━━━ SUPPLIED ENTRIES ━━━

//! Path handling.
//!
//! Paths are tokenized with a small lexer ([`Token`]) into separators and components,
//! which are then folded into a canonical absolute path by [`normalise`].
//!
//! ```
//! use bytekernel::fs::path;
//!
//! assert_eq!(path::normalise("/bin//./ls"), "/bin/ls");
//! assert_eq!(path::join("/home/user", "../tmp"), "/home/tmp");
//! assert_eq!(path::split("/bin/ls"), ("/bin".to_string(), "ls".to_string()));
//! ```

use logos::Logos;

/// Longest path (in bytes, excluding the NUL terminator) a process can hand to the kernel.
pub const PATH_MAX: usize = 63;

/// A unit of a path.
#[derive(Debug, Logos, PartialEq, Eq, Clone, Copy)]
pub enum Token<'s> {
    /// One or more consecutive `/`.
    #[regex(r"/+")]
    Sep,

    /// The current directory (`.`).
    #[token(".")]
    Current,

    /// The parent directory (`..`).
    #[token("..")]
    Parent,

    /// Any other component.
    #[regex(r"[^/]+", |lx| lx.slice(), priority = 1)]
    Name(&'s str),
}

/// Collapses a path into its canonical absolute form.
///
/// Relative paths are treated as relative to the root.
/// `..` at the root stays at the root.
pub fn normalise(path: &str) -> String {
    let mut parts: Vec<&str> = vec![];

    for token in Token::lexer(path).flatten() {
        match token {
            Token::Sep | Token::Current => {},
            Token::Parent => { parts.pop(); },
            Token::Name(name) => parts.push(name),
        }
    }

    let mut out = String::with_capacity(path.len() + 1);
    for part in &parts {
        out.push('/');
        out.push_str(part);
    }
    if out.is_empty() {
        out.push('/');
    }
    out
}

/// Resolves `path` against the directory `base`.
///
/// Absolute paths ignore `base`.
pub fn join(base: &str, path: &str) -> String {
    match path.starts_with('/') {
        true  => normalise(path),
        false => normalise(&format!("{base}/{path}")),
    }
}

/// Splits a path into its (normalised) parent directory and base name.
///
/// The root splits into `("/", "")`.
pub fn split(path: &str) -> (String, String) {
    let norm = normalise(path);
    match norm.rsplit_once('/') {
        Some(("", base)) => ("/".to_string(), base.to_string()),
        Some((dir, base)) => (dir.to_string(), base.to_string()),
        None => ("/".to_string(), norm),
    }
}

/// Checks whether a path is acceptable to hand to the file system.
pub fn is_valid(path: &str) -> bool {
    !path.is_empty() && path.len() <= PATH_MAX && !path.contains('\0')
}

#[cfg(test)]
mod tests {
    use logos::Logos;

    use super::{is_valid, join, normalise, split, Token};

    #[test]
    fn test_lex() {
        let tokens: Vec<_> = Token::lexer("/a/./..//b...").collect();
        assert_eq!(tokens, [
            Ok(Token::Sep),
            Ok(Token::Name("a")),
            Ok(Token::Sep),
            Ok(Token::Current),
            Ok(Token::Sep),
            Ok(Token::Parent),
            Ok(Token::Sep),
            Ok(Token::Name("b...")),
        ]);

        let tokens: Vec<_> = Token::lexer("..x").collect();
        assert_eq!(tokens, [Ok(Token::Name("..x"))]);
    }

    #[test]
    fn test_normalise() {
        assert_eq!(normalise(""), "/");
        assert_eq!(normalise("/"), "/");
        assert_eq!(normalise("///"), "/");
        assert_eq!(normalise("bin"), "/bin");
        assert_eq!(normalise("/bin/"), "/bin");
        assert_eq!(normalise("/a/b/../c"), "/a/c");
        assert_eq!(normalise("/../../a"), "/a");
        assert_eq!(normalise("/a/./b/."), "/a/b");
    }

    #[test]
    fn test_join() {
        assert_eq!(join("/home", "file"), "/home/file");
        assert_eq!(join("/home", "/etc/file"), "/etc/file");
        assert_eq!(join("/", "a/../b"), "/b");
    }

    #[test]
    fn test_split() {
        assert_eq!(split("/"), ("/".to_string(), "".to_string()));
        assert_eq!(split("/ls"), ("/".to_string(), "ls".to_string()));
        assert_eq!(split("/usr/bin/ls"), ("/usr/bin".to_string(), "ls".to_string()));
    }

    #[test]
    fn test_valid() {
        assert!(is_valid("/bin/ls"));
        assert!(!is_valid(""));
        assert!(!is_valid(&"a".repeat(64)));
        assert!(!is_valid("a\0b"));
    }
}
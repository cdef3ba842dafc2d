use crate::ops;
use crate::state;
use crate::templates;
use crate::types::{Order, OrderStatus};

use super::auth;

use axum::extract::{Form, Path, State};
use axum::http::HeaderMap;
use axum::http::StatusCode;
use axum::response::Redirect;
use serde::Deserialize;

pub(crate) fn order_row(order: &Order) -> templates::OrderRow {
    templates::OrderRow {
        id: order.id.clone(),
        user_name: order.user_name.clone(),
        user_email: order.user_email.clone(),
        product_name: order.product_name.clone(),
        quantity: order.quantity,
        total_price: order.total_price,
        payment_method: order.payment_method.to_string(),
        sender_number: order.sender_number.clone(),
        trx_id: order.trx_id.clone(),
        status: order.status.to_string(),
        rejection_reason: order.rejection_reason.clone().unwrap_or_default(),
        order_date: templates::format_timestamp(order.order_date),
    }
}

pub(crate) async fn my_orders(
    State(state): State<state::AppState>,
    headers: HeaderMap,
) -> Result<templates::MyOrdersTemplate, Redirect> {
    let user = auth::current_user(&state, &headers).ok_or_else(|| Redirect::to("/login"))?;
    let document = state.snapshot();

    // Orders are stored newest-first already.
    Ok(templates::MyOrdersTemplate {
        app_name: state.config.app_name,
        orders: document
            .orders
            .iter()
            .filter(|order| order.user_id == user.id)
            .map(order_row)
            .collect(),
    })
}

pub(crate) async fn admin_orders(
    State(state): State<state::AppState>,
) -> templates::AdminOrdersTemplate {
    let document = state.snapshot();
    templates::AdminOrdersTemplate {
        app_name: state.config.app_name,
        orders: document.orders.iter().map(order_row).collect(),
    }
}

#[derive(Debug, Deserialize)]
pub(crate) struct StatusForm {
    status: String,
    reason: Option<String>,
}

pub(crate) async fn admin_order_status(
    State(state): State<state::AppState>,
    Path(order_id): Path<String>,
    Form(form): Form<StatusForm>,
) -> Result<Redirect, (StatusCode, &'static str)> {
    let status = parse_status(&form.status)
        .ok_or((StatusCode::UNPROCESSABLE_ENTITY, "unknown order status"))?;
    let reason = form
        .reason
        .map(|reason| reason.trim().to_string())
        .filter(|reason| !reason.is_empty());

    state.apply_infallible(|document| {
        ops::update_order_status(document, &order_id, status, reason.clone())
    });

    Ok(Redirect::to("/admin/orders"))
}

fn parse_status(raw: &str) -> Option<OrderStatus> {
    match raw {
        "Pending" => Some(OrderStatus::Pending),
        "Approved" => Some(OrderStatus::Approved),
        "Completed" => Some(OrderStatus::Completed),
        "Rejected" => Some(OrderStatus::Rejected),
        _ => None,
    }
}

━━━
━━━ SUPPLIED ENTRIES ━━━

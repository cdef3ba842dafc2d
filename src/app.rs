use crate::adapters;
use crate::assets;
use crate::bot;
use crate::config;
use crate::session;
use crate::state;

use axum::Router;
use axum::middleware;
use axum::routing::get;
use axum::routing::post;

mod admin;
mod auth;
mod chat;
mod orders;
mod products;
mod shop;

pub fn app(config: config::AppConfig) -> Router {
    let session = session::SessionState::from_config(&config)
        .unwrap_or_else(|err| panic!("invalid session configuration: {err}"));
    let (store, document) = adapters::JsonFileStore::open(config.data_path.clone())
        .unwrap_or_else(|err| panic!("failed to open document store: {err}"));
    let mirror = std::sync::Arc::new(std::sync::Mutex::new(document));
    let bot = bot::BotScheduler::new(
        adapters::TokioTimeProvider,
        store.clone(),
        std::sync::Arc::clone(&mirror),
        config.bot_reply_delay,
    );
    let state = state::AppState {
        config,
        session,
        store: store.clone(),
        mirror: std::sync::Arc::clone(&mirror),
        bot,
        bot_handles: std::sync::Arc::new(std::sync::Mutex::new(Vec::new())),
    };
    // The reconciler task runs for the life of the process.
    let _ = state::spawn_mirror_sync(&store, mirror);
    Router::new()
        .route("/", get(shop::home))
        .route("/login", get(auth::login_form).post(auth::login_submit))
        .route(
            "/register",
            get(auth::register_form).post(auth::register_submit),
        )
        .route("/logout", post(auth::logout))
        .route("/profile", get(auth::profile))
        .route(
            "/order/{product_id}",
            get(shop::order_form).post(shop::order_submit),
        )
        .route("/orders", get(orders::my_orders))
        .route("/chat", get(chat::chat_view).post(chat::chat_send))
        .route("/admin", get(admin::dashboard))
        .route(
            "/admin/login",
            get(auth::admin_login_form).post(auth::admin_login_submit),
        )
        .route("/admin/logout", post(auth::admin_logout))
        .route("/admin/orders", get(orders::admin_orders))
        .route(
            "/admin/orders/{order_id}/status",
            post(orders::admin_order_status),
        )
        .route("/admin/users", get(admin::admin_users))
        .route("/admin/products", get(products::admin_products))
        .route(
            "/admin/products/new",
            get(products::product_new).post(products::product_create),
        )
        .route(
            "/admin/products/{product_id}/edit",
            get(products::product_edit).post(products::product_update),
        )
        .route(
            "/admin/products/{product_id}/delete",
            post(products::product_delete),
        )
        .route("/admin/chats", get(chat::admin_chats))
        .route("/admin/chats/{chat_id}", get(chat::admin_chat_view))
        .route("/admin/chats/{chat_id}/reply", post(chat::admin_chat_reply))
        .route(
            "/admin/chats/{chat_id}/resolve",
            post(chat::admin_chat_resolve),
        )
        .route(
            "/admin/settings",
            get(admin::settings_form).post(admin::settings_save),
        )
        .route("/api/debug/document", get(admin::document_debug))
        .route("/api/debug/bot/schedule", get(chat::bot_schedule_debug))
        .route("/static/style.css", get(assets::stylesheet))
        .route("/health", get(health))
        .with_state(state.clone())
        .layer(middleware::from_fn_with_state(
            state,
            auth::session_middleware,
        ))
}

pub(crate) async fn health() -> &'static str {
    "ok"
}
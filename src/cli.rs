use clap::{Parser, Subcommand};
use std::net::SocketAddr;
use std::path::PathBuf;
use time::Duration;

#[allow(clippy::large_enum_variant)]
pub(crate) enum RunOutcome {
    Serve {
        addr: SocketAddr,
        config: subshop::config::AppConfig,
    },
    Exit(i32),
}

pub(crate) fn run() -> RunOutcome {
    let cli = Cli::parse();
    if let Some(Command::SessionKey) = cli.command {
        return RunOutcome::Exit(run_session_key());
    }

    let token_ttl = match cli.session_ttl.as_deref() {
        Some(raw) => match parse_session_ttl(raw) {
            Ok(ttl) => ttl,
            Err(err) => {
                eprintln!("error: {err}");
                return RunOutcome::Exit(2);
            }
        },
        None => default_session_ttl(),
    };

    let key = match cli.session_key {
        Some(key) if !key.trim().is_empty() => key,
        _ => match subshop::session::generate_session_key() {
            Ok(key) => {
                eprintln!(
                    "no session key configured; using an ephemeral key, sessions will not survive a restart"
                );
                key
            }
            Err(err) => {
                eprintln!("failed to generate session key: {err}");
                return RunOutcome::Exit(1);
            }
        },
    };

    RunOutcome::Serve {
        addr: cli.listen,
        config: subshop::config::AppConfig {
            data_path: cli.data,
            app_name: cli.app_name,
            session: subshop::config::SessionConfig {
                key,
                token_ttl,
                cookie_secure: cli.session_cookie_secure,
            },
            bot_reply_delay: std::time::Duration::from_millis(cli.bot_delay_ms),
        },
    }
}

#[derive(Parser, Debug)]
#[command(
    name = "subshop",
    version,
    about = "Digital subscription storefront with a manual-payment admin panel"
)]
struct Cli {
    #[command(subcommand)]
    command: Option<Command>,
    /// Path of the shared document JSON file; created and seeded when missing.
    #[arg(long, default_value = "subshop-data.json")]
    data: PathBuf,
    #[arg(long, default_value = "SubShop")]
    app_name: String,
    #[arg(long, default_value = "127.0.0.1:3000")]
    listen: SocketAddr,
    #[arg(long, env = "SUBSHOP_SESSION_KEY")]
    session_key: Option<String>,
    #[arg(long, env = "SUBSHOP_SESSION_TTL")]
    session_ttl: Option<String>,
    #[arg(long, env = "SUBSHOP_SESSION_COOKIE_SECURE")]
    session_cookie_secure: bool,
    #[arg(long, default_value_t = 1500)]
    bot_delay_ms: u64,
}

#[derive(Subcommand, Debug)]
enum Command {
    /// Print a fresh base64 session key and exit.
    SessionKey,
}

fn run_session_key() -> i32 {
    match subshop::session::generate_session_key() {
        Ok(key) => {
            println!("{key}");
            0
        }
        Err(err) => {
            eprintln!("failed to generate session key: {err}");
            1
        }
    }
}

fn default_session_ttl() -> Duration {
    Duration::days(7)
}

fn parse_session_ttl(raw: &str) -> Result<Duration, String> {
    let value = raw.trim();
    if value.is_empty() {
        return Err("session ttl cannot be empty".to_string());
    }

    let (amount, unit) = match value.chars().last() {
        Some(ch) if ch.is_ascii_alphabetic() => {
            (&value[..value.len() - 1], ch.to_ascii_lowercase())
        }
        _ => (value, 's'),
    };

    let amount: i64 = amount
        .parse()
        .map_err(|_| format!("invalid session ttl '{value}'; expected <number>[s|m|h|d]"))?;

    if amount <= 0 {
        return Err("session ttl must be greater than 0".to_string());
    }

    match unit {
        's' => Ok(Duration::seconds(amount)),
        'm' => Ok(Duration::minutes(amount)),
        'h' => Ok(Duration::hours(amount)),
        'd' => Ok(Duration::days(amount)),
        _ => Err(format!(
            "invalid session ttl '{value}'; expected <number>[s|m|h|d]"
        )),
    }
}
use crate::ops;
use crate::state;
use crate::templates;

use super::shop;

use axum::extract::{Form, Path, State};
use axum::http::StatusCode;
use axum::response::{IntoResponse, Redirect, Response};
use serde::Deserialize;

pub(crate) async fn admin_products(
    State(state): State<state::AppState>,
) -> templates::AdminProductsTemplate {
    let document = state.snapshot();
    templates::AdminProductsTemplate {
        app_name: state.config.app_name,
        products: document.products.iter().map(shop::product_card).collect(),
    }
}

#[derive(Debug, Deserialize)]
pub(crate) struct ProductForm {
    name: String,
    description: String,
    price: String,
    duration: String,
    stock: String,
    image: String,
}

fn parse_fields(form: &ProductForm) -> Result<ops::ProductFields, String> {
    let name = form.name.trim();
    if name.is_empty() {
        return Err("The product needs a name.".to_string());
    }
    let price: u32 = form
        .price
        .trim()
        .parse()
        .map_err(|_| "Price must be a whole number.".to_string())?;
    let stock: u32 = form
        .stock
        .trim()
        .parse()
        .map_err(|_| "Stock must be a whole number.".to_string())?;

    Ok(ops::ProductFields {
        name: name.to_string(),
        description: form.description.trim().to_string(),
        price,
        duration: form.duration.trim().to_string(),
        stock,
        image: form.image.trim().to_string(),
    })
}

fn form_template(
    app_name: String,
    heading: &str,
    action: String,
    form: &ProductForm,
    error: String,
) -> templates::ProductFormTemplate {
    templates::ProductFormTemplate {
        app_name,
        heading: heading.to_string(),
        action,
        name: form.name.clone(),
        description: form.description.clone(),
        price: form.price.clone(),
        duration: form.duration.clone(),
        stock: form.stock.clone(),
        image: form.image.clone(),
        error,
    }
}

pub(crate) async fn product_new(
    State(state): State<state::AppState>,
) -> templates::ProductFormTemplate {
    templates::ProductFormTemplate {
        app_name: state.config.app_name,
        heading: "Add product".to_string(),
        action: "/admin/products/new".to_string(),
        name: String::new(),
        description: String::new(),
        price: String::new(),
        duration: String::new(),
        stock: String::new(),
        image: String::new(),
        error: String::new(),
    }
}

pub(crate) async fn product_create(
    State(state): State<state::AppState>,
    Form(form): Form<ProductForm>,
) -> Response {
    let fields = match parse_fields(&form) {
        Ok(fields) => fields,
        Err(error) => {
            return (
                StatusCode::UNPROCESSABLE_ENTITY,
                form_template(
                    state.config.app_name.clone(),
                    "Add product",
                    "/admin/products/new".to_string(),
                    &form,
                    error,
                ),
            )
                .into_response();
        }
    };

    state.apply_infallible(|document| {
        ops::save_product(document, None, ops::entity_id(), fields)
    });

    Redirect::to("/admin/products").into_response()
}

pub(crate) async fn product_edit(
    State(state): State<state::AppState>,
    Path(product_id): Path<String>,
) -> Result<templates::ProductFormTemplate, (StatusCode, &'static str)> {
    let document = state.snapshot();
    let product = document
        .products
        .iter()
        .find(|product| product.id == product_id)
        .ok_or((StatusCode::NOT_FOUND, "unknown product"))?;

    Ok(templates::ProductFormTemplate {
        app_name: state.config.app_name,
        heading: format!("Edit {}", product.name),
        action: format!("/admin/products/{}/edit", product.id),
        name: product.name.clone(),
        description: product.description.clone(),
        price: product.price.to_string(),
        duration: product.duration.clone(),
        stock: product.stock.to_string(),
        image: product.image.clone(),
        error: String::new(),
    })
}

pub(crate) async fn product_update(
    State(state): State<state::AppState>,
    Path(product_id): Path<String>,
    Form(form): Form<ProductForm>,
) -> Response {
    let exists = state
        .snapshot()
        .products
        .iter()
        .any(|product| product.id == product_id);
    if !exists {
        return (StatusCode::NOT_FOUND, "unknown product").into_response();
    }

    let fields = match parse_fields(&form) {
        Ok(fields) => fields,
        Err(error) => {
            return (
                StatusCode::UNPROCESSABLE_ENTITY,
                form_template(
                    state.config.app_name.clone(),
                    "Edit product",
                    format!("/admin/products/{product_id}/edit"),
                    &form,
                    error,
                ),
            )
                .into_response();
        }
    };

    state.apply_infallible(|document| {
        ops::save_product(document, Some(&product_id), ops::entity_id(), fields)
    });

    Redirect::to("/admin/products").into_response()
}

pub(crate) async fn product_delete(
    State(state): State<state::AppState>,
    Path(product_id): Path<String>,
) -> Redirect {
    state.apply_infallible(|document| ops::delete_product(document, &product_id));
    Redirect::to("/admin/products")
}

━━━

ASSIGNMENT => What lines above contain the word "Router"? Please copy each one.

TASK RESULT =>
use axum::Router;
pub fn app(config: config::AppConfig) -> Router {
    Router::new()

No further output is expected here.